La mairie : Nous controns la gentrification par les logements sociaux.
Nous : Ce n’est pas suffisant. Si vous cherchez à la contrer, il faut soutenir les projets de quartier proposés par le quartier.
La mairie : Ce n’est pas nous qui décidons, c’est la Ville de Paris.

Nous le comprenons encore plus quand les interlocuteurs à même de prendre des décisions deviennent difficilement identifiables, ou se rejettent mutuellement les compétences.

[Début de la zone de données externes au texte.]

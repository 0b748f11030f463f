use crate::error::{BrowserError, Result};

/// Browser actions for automation
#[async_trait::async_trait]
pub trait BrowserActions: Send + Sync {
    /// Navigate to a URL
    async fn navigate(&self, url: &str) -> Result<()>;

    /// Replace the value of a form field by selector
    async fn fill_field(&self, selector: &str, value: &str) -> Result<()>;

    /// Click an element by selector
    async fn click(&self, selector: &str) -> Result<()>;

    /// Wait for a selector to appear
    async fn wait_for_selector(&self, selector: &str, timeout_ms: u64) -> Result<()>;

    /// Extract text from an element
    async fn extract_text(&self, selector: &str) -> Result<String>;

    /// Whether an element exists and occupies space on screen
    async fn is_visible(&self, selector: &str) -> Result<bool>;

    /// URL of the current document
    async fn current_url(&self) -> Result<String>;

    /// Evaluate a script and return its JSON result (`null` for undefined)
    async fn evaluate(&self, script: &str) -> Result<serde_json::Value>;

    /// Release the page and whatever isolates it
    async fn close(&self) -> Result<()> {
        Ok(())
    }
}

/// Helper to extract domain from URL
pub fn extract_domain(url: &str) -> Result<String> {
    let url = url::Url::parse(url)
        .map_err(|e| BrowserError::NavigationError(format!("Invalid URL: {e}")))?;

    url.host_str()
        .ok_or_else(|| BrowserError::NavigationError("No host in URL".to_string()))
        .map(ToString::to_string)
}

/// Quote a string as a JavaScript literal.
pub fn js_string(value: &str) -> String {
    serde_json::Value::String(value.to_owned()).to_string()
}

/// Script reporting whether `selector` matches a rendered, visible element.
pub fn visibility_script(selector: &str) -> String {
    format!(
        "(() => {{ const el = document.querySelector({sel}); \
         if (!el) return false; \
         const r = el.getBoundingClientRect(); \
         const s = window.getComputedStyle(el); \
         return r.width > 0 && r.height > 0 && s.visibility !== 'hidden' && s.display !== 'none'; }})()",
        sel = js_string(selector)
    )
}

#[cfg(test)]
mod tests {
    use super::*;

    #[test]
    fn test_extract_domain() {
        assert_eq!(
            extract_domain("https://example.com/path").unwrap(),
            "example.com"
        );
        assert_eq!(
            extract_domain("http://subdomain.example.com:8080/path").unwrap(),
            "subdomain.example.com"
        );
    }

    #[test]
    fn test_extract_domain_invalid() {
        assert!(extract_domain("not-a-url").is_err());
    }

    #[test]
    fn test_js_string_escapes() {
        assert_eq!(js_string("a[name='x']"), r#""a[name='x']""#);
        assert_eq!(js_string(r#"say "hi""#), r#""say \"hi\"""#);
    }

    #[test]
    fn test_visibility_script_embeds_selector() {
        let script = visibility_script("#login");
        assert!(script.contains(r##"document.querySelector("#login")"##));
    }
}
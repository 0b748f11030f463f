//! Result tree shared by extractors, workers and the merger.
//!
//! A tree is four levels deep: group → subgroup → sub-subgroup → leaf name.
//! Nodes are an explicit tagged union so merge logic branches on a known
//! shape.

use crate::types::Snippet;
use serde::{Deserialize, Serialize};
use std::collections::BTreeMap;

/// A named item carrying every captured variant of its code.
#[derive(Debug, Clone, PartialEq, Eq, Serialize, Deserialize)]
pub struct LeafEntry {
    /// Display name of the item
    pub name: String,
    /// Captured variants, in capture order
    pub snippets: Vec<Snippet>,
}

impl LeafEntry {
    /// Create an empty leaf.
    #[must_use]
    pub fn new(name: impl Into<String>) -> Self {
        Self {
            name: name.into(),
            snippets: Vec::new(),
        }
    }
}

/// One node of a [`ResultTree`].
#[derive(Debug, Clone, PartialEq, Eq, Serialize, Deserialize)]
#[serde(untagged)]
pub enum ResultNode {
    /// An item with its snippets
    Leaf(LeafEntry),
    /// A named group of child nodes
    Container(BTreeMap<String, ResultNode>),
}

/// Partial (one job) or accumulated (whole run) extraction output.
#[derive(Debug, Clone, Default, PartialEq, Eq, Serialize, Deserialize)]
#[serde(transparent)]
pub struct ResultTree {
    /// Top-level groups keyed by name
    pub groups: BTreeMap<String, ResultNode>,
}

impl ResultTree {
    /// Create an empty tree.
    #[must_use]
    pub fn new() -> Self {
        Self::default()
    }

    /// Whether the tree holds no groups.
    #[must_use]
    pub fn is_empty(&self) -> bool {
        self.groups.is_empty()
    }

    /// Append a snippet to the leaf at `path`/`leaf`, creating nodes on demand.
    ///
    /// A container found where a leaf is expected (or the reverse) is
    /// replaced; extractors only ever build well-formed trees with this.
    pub fn insert_snippet(&mut self, path: &[String; 3], leaf: &str, snippet: Snippet) {
        let mut level = &mut self.groups;
        for segment in path {
            let node = level
                .entry(segment.clone())
                .or_insert_with(|| ResultNode::Container(BTreeMap::new()));
            if matches!(node, ResultNode::Leaf(_)) {
                *node = ResultNode::Container(BTreeMap::new());
            }
            let ResultNode::Container(children) = node else {
                unreachable!("node was just made a container")
            };
            level = children;
        }

        let node = level
            .entry(leaf.to_string())
            .or_insert_with(|| ResultNode::Leaf(LeafEntry::new(leaf)));
        if matches!(node, ResultNode::Container(_)) {
            *node = ResultNode::Leaf(LeafEntry::new(leaf));
        }
        if let ResultNode::Leaf(entry) = node {
            entry.snippets.push(snippet);
        }
    }

    /// Look up the leaf at `path`/`leaf`.
    #[must_use]
    pub fn leaf(&self, path: &[String; 3], leaf: &str) -> Option<&LeafEntry> {
        let mut level = &self.groups;
        for segment in path {
            match level.get(segment)? {
                ResultNode::Container(children) => level = children,
                ResultNode::Leaf(_) => return None,
            }
        }
        match level.get(leaf)? {
            ResultNode::Leaf(entry) => Some(entry),
            ResultNode::Container(_) => None,
        }
    }

    /// Visit every leaf in key order.
    pub fn for_each_leaf(&self, mut f: impl FnMut(&LeafEntry)) {
        fn walk(level: &BTreeMap<String, ResultNode>, f: &mut impl FnMut(&LeafEntry)) {
            for node in level.values() {
                match node {
                    ResultNode::Leaf(entry) => f(entry),
                    ResultNode::Container(children) => walk(children, f),
                }
            }
        }
        walk(&self.groups, &mut f);
    }

    /// Total number of snippets across all leaves.
    #[must_use]
    pub fn snippet_count(&self) -> usize {
        let mut total = 0;
        self.for_each_leaf(|entry| total += entry.snippets.len());
        total
    }
}
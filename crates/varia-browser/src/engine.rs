use crate::actions::{visibility_script, BrowserActions};
use crate::error::{BrowserError, Result};
use crate::session::{Session, StoredCookie};
use chromiumoxide::browser::{Browser, BrowserConfig as CdpConfig};
use chromiumoxide::cdp::browser_protocol::browser::BrowserContextId;
use chromiumoxide::cdp::browser_protocol::network::{Cookie, CookieParam, TimeSinceEpoch};
use chromiumoxide::cdp::browser_protocol::target::{
    CreateBrowserContextParams, CreateTargetParams, DisposeBrowserContextParams,
};
use chromiumoxide::Page;
use futures::stream::StreamExt;
use std::sync::atomic::{AtomicBool, Ordering};
use std::sync::Arc;
use std::time::{Duration, Instant};
use tokio::task::JoinHandle;
use varia_core::BrowserConfig;

/// Polling interval for selector waits.
const POLL_INTERVAL: Duration = Duration::from_millis(100);

/// Browser automation engine
///
/// Owns one Chromium process. Every worker and the login flow get their own
/// [`BrowserContext`], which is an isolated CDP browser context with its own
/// cookie jar.
pub struct BrowserEngine {
    browser: Browser,
    handler: JoinHandle<()>,
    navigation_timeout: Duration,
}

impl BrowserEngine {
    /// Launch Chromium with the given settings
    pub async fn launch(config: &BrowserConfig) -> Result<Self> {
        let mut builder = CdpConfig::builder()
            .no_sandbox()
            .window_size(config.window_width, config.window_height)
            .request_timeout(Duration::from_secs(config.navigation_timeout_secs));

        if !config.headless {
            builder = builder.with_head();
        }
        if let Some(user_agent) = &config.user_agent {
            builder = builder.arg(format!("--user-agent={user_agent}"));
        }

        let cdp_config = builder.build().map_err(BrowserError::ChromiumError)?;

        let (browser, mut handler) = Browser::launch(cdp_config).await?;

        // Spawn browser handler
        let handler = tokio::spawn(async move {
            while let Some(event) = handler.next().await {
                if let Err(e) = event {
                    tracing::debug!("CDP handler event error: {}", e);
                }
            }
        });

        tracing::info!(headless = config.headless, "Browser launched");

        Ok(Self {
            browser,
            handler,
            navigation_timeout: Duration::from_secs(config.navigation_timeout_secs),
        })
    }

    /// Open a fresh isolated context, seeded with the session's cookies.
    pub async fn new_context(self: &Arc<Self>, session: Option<&Session>) -> Result<BrowserContext> {
        let created = self
            .browser
            .execute(CreateBrowserContextParams::default())
            .await?;
        let context_id = created.result.browser_context_id.clone();

        let target = CreateTargetParams::builder()
            .url("about:blank")
            .browser_context_id(context_id.clone())
            .build()
            .map_err(BrowserError::ChromiumError)?;
        let page = self.browser.new_page(target).await?;

        if let Some(session) = session {
            let cookies = session
                .cookies
                .iter()
                .map(cookie_param)
                .collect::<Result<Vec<_>>>()?;
            if !cookies.is_empty() {
                page.set_cookies(cookies).await?;
            }
        }

        Ok(BrowserContext {
            engine: Arc::clone(self),
            page,
            context_id,
            closed: AtomicBool::new(false),
        })
    }

    /// Close the browser process.
    pub async fn shutdown(mut self) {
        if let Err(e) = self.browser.close().await {
            tracing::warn!("Failed to close browser cleanly: {}", e);
        }
        let _ = self.browser.wait().await;
        self.handler.abort();
    }
}

/// One isolated browsing context with a single page.
pub struct BrowserContext {
    engine: Arc<BrowserEngine>,
    page: Page,
    context_id: BrowserContextId,
    closed: AtomicBool,
}

impl BrowserContext {
    /// Export the context's cookies as a session blob.
    pub async fn session(&self) -> Result<Session> {
        let cookies = self.page.get_cookies().await?;
        Ok(Session::new(cookies.into_iter().map(stored_cookie).collect()))
    }

    /// Replace the context's cookies with those of `session`.
    pub async fn restore(&self, session: &Session) -> Result<()> {
        let cookies = session
            .cookies
            .iter()
            .map(cookie_param)
            .collect::<Result<Vec<_>>>()?;
        if !cookies.is_empty() {
            self.page.set_cookies(cookies).await?;
        }
        Ok(())
    }

    /// Dispose the underlying browser context. Safe to call more than once.
    pub async fn close(&self) -> Result<()> {
        if self.closed.swap(true, Ordering::SeqCst) {
            return Ok(());
        }
        self.engine
            .browser
            .execute(DisposeBrowserContextParams::new(self.context_id.clone()))
            .await?;
        Ok(())
    }
}

#[async_trait::async_trait]
impl BrowserActions for BrowserContext {
    async fn close(&self) -> Result<()> {
        BrowserContext::close(self).await
    }

    async fn navigate(&self, url: &str) -> Result<()> {
        match tokio::time::timeout(self.engine.navigation_timeout, self.page.goto(url)).await {
            Ok(Ok(_)) => Ok(()),
            Ok(Err(e)) => Err(BrowserError::NavigationError(format!("{url}: {e}"))),
            Err(_) => Err(BrowserError::Timeout(format!("navigating to {url}"))),
        }
    }

    async fn fill_field(&self, selector: &str, value: &str) -> Result<()> {
        let element = self
            .page
            .find_element(selector)
            .await
            .map_err(|_| BrowserError::SelectorNotFound(selector.to_string()))?;
        element.click().await?;
        element
            .call_js_fn("function() { this.value = ''; }", false)
            .await?;
        element.type_str(value).await?;
        Ok(())
    }

    async fn click(&self, selector: &str) -> Result<()> {
        let element = self
            .page
            .find_element(selector)
            .await
            .map_err(|_| BrowserError::SelectorNotFound(selector.to_string()))?;
        element.click().await?;
        Ok(())
    }

    async fn wait_for_selector(&self, selector: &str, timeout_ms: u64) -> Result<()> {
        let deadline = Instant::now() + Duration::from_millis(timeout_ms);
        loop {
            if self.page.find_element(selector).await.is_ok() {
                return Ok(());
            }
            if Instant::now() >= deadline {
                return Err(BrowserError::Timeout(format!(
                    "waiting {timeout_ms}ms for {selector}"
                )));
            }
            tokio::time::sleep(POLL_INTERVAL).await;
        }
    }

    async fn extract_text(&self, selector: &str) -> Result<String> {
        let element = self
            .page
            .find_element(selector)
            .await
            .map_err(|_| BrowserError::SelectorNotFound(selector.to_string()))?;
        Ok(element.inner_text().await?.unwrap_or_default())
    }

    async fn is_visible(&self, selector: &str) -> Result<bool> {
        let value = self.evaluate(&visibility_script(selector)).await?;
        Ok(value.as_bool().unwrap_or(false))
    }

    async fn current_url(&self) -> Result<String> {
        Ok(self.page.url().await?.unwrap_or_default())
    }

    async fn evaluate(&self, script: &str) -> Result<serde_json::Value> {
        let result = self.page.evaluate(script).await?;
        Ok(result.value().cloned().unwrap_or(serde_json::Value::Null))
    }
}

fn stored_cookie(cookie: Cookie) -> StoredCookie {
    StoredCookie {
        name: cookie.name,
        value: cookie.value,
        domain: cookie.domain,
        path: cookie.path,
        expires: (!cookie.session).then_some(cookie.expires),
        secure: cookie.secure,
        http_only: cookie.http_only,
    }
}

fn cookie_param(cookie: &StoredCookie) -> Result<CookieParam> {
    let mut builder = CookieParam::builder()
        .name(cookie.name.clone())
        .value(cookie.value.clone())
        .domain(cookie.domain.clone())
        .path(cookie.path.clone())
        .secure(cookie.secure)
        .http_only(cookie.http_only);
    if let Some(expires) = cookie.expires {
        builder = builder.expires(TimeSinceEpoch::new(expires));
    }
    builder.build().map_err(BrowserError::ChromiumError)
}
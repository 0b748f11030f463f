//! Browser collaborators for the extraction core.
//!
//! Provides headless Chromium control through isolated per-worker contexts,
//! the page extractors workers run, account format switching and target
//! discovery. Everything the core consumes is behind a trait so it can be
//! driven by in-memory fakes in tests.

pub mod actions;
pub mod discovery;
pub mod engine;
pub mod error;
pub mod extractor;
pub mod factory;
pub mod session;
pub mod settings;

pub use actions::{extract_domain, BrowserActions};
pub use discovery::{LinkDiscovery, StaticTargets, TargetDiscovery};
pub use engine::{BrowserContext, BrowserEngine};
pub use error::{BrowserError, Result};
pub use extractor::{
    await_format, observed_format, ContextFactory, FormatCyclingExtractor, PageExtractor,
    SnapshotExtractor,
};
pub use factory::{
    ChromiumContextFactory, ChromiumExtractor, ChromiumSwitcherFactory, ExtractionMode,
};
pub use session::{Session, StoredCookie};
pub use settings::{AccountSettingsSwitcher, FormatSwitcher, SwitcherFactory};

Rendez-vous avec le cabinet de la maire de Paris.
Annulé au dernier moment.
Deuxième rendez-vous avec le cabinet de la maire de Paris.
Annulé au dernier moment.
Rendez-vous avec le cabinet de l’élu à la culture [2. La chapelle est propriété de la Ville de Paris, gérée par la direction de la Culture et du Patrimoine.].
Annulé au dernier moment.

Nous manquerons enfin de nous étouffer quand nous comprendrons que ces mêmes élus finissent par nous mettre en concurrence avec un autre projet associatif.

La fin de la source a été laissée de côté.